Evaluating Oxidative stress marker F2a-Isoprostanes relations to early life adversity and as a predictor of neurodevelopment in infants and toddlers

Background: Experiencing early life adversity (ELA) and chronic stress activation early in childhood increases the risk for altered developmental trajectories that lead to lifelong impacts on physical and mental health. This results in a toxic stress response,the dysregulation of neuroendocrine, immune and metabolic functions that causes allostatic load and a higher risk for poor health. A major challenge in current pediatric screening practices for identifying toxic stress is the typically use of parent retrospective or child prospective Adverse Childhood Experience (ACEs) questionnaires, which are no better than chance in predicting poor health outcomes.
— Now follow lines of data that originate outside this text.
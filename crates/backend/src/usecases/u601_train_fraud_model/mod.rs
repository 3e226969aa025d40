pub mod executor;
pub mod split;
pub mod target;

pub use executor::{locate_dataset, TrainError, TrainExecutor, TrainSettings};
We have proposed that the adaptative processes to ELA converge on mitochondrial function and is measurable in several ways, including the gold standard marker of oxidative stress, F2a Isoprostanes (F2aIsoPs). The aim of this study was to evaluate the relation between F2a-IsoPs measures and child neurodevelopment and how those relations change over critical developmental periods. Methods: In our ongoing Family First longitudinal study, F2aIsoPs were measured from child urine samples collected at 6,12, and 24 months. Maternal adversity was assessed using the ACES questionnaire at 6 and 12months. The Bayley 4 was administered to assess neurodevelopment at all study time points. Results: Maternal ACEs scores were significantly correlated to higher F2aIsoPs levels at 12 months. Elevated infant F2aIsoPs at 6 months were correlated significantly with lower language and motor scores Bayley scores. Assessment of the relation between maternal ACEs on changes in F2aIsoPs levels over the first year of life demonstrated there were significantly different F2aIsoPs trajectories for infants whose mothers endorsed 0, 1 to 2, or 3 or more ACEs. Conclusions: The data indicate that there are specific physiologic contributions of mitochondrial generated oxidative stress to a toxic stress response in young children. A broader approach to pediatric screening for toxic stress predictability may be the incorporation of F2aIsoPs measures in the first two years postnatal.